Supplied information START

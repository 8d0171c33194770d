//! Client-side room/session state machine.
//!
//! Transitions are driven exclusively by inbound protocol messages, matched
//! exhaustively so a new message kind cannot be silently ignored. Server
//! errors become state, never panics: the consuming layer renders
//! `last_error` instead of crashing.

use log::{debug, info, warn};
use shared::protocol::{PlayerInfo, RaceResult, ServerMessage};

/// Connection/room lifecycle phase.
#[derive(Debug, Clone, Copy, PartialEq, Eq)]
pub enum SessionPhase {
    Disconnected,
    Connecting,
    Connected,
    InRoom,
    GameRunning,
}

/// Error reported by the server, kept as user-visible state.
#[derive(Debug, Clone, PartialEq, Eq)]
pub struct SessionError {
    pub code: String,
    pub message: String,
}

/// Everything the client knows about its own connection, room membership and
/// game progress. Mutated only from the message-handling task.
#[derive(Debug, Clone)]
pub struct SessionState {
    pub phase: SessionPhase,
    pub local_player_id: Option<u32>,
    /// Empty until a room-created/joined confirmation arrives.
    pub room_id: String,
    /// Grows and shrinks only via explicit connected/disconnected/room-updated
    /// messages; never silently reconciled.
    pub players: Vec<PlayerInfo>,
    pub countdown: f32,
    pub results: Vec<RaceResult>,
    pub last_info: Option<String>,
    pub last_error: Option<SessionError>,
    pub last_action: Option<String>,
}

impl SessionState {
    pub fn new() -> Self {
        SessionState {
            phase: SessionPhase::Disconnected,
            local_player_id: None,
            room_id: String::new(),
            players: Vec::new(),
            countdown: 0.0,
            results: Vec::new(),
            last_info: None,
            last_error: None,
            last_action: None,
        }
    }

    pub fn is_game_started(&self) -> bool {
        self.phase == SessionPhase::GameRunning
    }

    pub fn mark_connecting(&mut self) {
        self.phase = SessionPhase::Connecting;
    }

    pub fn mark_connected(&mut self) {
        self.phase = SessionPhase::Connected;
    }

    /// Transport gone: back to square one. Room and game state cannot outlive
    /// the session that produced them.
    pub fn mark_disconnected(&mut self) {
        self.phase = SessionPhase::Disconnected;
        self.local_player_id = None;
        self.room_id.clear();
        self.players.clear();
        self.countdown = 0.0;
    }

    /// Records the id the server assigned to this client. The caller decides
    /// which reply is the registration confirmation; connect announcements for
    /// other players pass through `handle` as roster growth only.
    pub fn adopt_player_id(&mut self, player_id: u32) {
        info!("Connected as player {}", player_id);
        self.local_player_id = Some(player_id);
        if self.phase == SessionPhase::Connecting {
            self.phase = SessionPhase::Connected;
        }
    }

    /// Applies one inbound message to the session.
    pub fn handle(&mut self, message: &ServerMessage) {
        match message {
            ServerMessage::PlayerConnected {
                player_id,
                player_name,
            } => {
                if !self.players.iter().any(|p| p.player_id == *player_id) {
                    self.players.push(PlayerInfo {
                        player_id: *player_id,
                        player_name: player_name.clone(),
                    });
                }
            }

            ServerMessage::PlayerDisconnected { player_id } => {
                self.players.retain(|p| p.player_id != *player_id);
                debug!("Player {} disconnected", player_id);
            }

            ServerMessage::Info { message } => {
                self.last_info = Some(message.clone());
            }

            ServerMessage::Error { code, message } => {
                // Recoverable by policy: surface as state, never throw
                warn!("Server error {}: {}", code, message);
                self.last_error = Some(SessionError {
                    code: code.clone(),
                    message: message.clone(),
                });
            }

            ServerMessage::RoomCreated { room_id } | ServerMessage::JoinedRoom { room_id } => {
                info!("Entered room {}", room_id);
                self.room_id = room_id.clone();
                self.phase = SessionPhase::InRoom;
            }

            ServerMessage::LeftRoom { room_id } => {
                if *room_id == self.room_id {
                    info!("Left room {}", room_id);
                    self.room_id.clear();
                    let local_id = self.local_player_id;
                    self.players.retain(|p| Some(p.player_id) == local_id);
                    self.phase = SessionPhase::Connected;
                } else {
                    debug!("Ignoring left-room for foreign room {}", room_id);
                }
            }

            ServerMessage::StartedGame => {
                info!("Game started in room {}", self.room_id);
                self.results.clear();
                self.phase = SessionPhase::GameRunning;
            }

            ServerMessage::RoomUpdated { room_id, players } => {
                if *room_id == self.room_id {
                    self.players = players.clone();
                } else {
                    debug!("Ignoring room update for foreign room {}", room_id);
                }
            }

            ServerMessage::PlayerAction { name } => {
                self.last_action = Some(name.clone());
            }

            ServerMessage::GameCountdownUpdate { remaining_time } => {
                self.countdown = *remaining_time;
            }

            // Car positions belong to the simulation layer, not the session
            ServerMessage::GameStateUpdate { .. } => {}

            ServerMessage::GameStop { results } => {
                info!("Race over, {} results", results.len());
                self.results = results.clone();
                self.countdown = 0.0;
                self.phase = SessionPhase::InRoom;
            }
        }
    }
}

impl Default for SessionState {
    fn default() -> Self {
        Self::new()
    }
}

Supplied information END
Supplied information START

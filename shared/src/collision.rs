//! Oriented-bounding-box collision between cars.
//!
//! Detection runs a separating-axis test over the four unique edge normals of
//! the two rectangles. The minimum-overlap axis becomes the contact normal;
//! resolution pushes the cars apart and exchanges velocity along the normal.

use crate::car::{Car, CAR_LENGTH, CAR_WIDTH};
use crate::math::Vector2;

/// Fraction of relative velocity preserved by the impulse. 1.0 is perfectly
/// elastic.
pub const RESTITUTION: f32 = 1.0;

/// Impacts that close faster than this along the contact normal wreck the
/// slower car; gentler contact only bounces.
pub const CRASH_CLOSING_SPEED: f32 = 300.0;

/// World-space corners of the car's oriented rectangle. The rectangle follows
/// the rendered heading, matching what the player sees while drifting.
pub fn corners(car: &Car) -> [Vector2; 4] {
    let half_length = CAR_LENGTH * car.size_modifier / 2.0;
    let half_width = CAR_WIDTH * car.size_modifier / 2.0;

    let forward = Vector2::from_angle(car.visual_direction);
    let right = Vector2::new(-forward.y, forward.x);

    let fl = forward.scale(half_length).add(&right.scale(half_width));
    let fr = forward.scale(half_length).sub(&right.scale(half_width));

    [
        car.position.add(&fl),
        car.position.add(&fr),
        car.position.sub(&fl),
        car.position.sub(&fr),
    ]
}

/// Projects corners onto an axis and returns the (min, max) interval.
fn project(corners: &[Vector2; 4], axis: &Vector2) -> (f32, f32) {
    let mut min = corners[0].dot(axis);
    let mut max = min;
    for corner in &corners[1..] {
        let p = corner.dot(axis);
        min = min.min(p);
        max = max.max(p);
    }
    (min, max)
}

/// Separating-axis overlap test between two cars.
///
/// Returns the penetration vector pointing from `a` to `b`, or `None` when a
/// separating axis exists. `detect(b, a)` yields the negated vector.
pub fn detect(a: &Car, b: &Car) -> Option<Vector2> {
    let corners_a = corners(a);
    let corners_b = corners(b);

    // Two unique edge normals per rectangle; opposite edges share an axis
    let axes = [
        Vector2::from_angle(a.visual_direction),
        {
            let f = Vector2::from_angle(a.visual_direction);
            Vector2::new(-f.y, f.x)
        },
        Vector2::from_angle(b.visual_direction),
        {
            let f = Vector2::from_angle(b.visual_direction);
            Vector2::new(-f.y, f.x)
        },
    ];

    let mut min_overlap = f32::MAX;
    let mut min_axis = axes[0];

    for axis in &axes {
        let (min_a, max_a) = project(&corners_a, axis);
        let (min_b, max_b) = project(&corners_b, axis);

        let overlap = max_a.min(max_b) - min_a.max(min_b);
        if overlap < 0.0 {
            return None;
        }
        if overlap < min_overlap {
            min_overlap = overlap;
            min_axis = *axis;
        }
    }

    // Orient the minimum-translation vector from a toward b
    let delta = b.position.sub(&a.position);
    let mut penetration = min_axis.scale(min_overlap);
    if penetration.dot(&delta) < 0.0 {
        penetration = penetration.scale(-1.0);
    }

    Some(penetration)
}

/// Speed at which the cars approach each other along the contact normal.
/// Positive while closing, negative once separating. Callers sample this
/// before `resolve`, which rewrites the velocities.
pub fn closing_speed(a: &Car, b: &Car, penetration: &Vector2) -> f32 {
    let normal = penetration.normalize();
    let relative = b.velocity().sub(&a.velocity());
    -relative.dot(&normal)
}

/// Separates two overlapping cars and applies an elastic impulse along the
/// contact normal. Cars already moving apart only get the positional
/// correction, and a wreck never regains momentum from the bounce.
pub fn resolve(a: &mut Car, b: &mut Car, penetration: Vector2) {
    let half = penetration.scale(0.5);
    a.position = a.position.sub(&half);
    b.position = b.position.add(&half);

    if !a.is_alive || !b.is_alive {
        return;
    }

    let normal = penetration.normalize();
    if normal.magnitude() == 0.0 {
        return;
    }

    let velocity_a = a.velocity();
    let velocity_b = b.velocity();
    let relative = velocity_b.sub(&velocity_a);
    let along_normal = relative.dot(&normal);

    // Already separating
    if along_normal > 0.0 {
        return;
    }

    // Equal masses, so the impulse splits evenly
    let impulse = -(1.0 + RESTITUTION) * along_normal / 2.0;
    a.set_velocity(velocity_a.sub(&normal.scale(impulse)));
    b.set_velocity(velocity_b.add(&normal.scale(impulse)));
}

Supplied information END
Supplied information START

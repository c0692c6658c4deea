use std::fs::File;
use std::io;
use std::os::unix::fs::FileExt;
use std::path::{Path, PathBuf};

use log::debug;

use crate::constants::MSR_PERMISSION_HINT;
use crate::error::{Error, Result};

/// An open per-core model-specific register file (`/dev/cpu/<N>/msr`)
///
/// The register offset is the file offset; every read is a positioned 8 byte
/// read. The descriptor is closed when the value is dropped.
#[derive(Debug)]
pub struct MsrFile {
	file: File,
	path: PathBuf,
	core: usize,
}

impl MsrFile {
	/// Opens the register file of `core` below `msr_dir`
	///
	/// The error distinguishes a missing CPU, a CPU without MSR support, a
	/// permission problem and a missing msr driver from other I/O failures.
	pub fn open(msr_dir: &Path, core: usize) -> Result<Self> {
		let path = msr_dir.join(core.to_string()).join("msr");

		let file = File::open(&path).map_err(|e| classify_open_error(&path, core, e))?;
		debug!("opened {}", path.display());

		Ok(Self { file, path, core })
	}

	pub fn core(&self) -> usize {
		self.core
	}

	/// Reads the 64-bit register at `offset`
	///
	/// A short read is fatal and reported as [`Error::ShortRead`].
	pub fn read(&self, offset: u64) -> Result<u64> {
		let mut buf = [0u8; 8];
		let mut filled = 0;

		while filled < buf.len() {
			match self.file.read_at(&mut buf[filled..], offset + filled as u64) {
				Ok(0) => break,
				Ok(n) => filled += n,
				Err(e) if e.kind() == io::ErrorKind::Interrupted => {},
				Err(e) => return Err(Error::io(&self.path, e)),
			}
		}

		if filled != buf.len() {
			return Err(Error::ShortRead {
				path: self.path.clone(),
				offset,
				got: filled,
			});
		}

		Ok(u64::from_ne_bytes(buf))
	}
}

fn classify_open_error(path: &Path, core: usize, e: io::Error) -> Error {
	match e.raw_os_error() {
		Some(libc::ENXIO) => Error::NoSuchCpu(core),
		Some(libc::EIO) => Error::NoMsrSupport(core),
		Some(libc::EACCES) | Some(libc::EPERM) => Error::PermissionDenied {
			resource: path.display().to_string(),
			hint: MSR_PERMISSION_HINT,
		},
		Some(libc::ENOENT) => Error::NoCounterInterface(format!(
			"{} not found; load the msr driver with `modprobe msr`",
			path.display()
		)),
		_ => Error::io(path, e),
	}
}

Supplied information END

■ What this task involves
Provide the number of lines in the data above that contain the string "scale", and nothing else.

■ Response
7